To make our thesis plausible, we proceed in four steps. First, we sketch out the opposition between philosophy and rhetoric from antiquity to Nietzsche’s provocative claim that all speech and language is inherently rhetorical. Second, we discuss the idea of a rhetorization of philosophy, arguing that it assumes the form of a critical self-reflection or, to use Walter Benjamin’s term, a ‘de-positing’ (Entsetzung). Third, we turn to the philosophizing subject, which does not precede critical practice but is constituted and transformed by it. The rhetorical perspective shows that the philosophizing subject can never fully embrace its entanglement in local, particular forms of life, languages, social contexts and conflicts.
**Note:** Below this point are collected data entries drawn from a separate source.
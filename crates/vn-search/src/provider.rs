//! Movement provider framework.
//!
//! A [`MovementProvider`] turns one popped [`Move`] into zero or more
//! [`Candidate`] successors for a single motion primitive.  Providers are
//! query-only: they read the [`World`] through an [`ExpandContext`] and never
//! mutate anything, so the same snapshot always yields the same candidates.
//!
//! # Registry order
//!
//! [`ProviderRegistry`] holds at most one provider per [`MoveKind`] and
//! always expands them in `MoveKind` order.  With the `parallel` feature the
//! providers run on Rayon's pool, and their outputs are concatenated in that
//! same order, so searches are reproducible either way.

use std::collections::BTreeMap;

use vn_core::World;

use crate::{Candidate, Move, MoveKind};

// ── ExpandContext ─────────────────────────────────────────────────────────────

/// Read-only view handed to providers during one expansion.
#[derive(Copy, Clone)]
pub struct ExpandContext<'a> {
    pub world: &'a dyn World,
}

impl<'a> ExpandContext<'a> {
    pub fn new(world: &'a dyn World) -> Self {
        Self { world }
    }
}

// ── MovementProvider ──────────────────────────────────────────────────────────

/// One motion primitive's successor generator.
///
/// # Contract
///
/// * Append only feasible candidates; infeasible ones are omitted, never
///   emitted with a sentinel cost.
/// * Check resource sufficiency: a candidate must not carry more place
///   intents than `from.remaining_blocks()`.
/// * Drop candidates whose escalated cost exceeds the configured ceiling.
///
/// # Thread safety
///
/// Providers must be `Send + Sync` so the `parallel` feature can expand them
/// on Rayon worker threads.
pub trait MovementProvider: Send + Sync {
    fn kind(&self) -> MoveKind;

    fn generate(&self, ctx: &ExpandContext<'_>, from: &Move, out: &mut Vec<Candidate>);
}

// ── ProviderRegistry ──────────────────────────────────────────────────────────

#[derive(Default)]
pub struct ProviderRegistry {
    providers: BTreeMap<MoveKind, Box<dyn MovementProvider>>,
}

impl ProviderRegistry {
    pub fn new() -> Self {
        Self::default()
    }

    /// Register `provider` under its kind, replacing any previous one.
    pub fn register(&mut self, provider: Box<dyn MovementProvider>) -> &mut Self {
        self.providers.insert(provider.kind(), provider);
        self
    }

    pub fn with(mut self, provider: impl MovementProvider + 'static) -> Self {
        self.register(Box::new(provider));
        self
    }

    pub fn remove(&mut self, kind: MoveKind) -> Option<Box<dyn MovementProvider>> {
        self.providers.remove(&kind)
    }

    pub fn contains(&self, kind: MoveKind) -> bool {
        self.providers.contains_key(&kind)
    }

    pub fn kinds(&self) -> impl Iterator<Item = MoveKind> + '_ {
        self.providers.keys().copied()
    }

    pub fn len(&self) -> usize {
        self.providers.len()
    }

    pub fn is_empty(&self) -> bool {
        self.providers.is_empty()
    }

    /// Append every provider's candidates for `from` to `out`.
    #[cfg(not(feature = "parallel"))]
    pub fn expand(&self, ctx: &ExpandContext<'_>, from: &Move, out: &mut Vec<Candidate>) {
        for provider in self.providers.values() {
            provider.generate(ctx, from, out);
        }
    }

    /// Append every provider's candidates for `from` to `out`.
    #[cfg(feature = "parallel")]
    pub fn expand(&self, ctx: &ExpandContext<'_>, from: &Move, out: &mut Vec<Candidate>) {
        use rayon::prelude::*;

        let batches: Vec<Vec<Candidate>> = self
            .providers
            .values()
            .collect::<Vec<_>>()
            .into_par_iter()
            .map(|provider| {
                let mut local = Vec::new();
                provider.generate(ctx, from, &mut local);
                local
            })
            .collect();
        for batch in batches {
            out.extend(batch);
        }
    }
}
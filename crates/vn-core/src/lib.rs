//! `vn-core` — foundational types for the `voxel_nav` pathfinder.
//!
//! This crate is a dependency of every other `vn-*` crate.  It has no `vn-*`
//! dependencies and only `thiserror`, `serde` and `toml` externally.
//!
//! # What lives here
//!
//! | Module        | Contents                                                    |
//! |---------------|-------------------------------------------------------------|
//! | [`geo`]       | `BlockPos`, `Vec3`, `ChunkId`, direction tables             |
//! | [`ids`]       | `NodeId`, `InteractionId`                                   |
//! | [`time`]      | `Tick`                                                      |
//! | [`world`]     | `World` capability, `BlockInfo`, `Block`, `Aabb`            |
//! | [`physics`]   | `PlayerState`, `ControlState`, `Simulator` capability       |
//! | [`host`]      | `Host` capability, `Interaction`, `PlaceIntent`             |
//! | [`config`]    | `PathConfig` and its sections                               |
//! | [`error`]     | `VnError`, `VnResult`                                       |
//!
//! # Capabilities
//!
//! The world store, the physics simulator and the block interaction layer are
//! external collaborators.  The core only ever talks to them through the
//! [`World`], [`Simulator`] and [`Host`] traits, so a bot framework can plug
//! in its own chunk cache and physics without touching the search.

pub mod config;
pub mod error;
pub mod geo;
pub mod host;
pub mod ids;
pub mod physics;
pub mod time;
pub mod world;


// ── Re-exports ────────────────────────────────────────────────────────────────

pub use config::{
    CostConfig, ExecutionConfig, MovementConfig, PathConfig, ProducerStrategy, SearchConfig,
};
pub use error::{VnError, VnResult};
pub use geo::{BlockPos, ChunkId, Vec3, CARDINALS, CHUNK_SIZE, DIAGONALS};
pub use host::{Host, Interaction, InteractionStatus, PlaceIntent};
pub use ids::{InteractionId, NodeId};
pub use physics::{
    yaw_towards, ControlState, PlayerState, Simulator, PLAYER_HALF_WIDTH, PLAYER_HEIGHT,
};
pub use time::Tick;
pub use world::{Aabb, Block, BlockInfo, World};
As a programmatic outlook, we conclude by proposing five reference points for a rhetorical philosophizing that meets its own standards of critique through the consistent integration of a rhetorical perspective: the historical world, the philosophizing subject, its addressees, the non-philosophical, and truth-telling. 9
Rhetoric and Philosophy in Dispute
Since their beginnings in Greece in the 5th century
But even if this self-image were true, philosophy would face a fundamental dilemma. For as soon as it attempts to defend its position, it must necessarily resort to what it wants to exclude as unreliable and misleading: rhetoric. For in order to justify certain validity claims, a particular, historically situated and bodily subject must articulate them in a conflictual public situation and defend them against possible objections. Needless to say, there is no utterance that is not clad in a specific rhetorical form – from ordinary language to the formal language of logic – so that, ultimately, there is no neutral way of representing and communicating things. 11 As Quintilian already points out, there is nothing in language that is not ‘expressed by figures’, since every thought inevitably is articulated in a specific verbal form (1996: IX 1, 12). Moreover, as a discursive argumentative practice, philosophy not only takes place in oral or written form but also assumes a specific literary format (dialogue, treatise, meditation, poem, aphorism, letter, confession, etc.) that in turn affects what it says. 12 If, on the other hand, philosophy refused to justify its claims publicly, it would exclude itself from the realm of reasons. For reasons must always be put into language so that they enter public discourse and others have the chance to challenge them. As a mere contemplative activity, philosophy would, like the one who denies the law of non-contradiction in Aristotle’s Metaphysics, resemble a plant – it would have to remain silent (Met. 1006a 13–15).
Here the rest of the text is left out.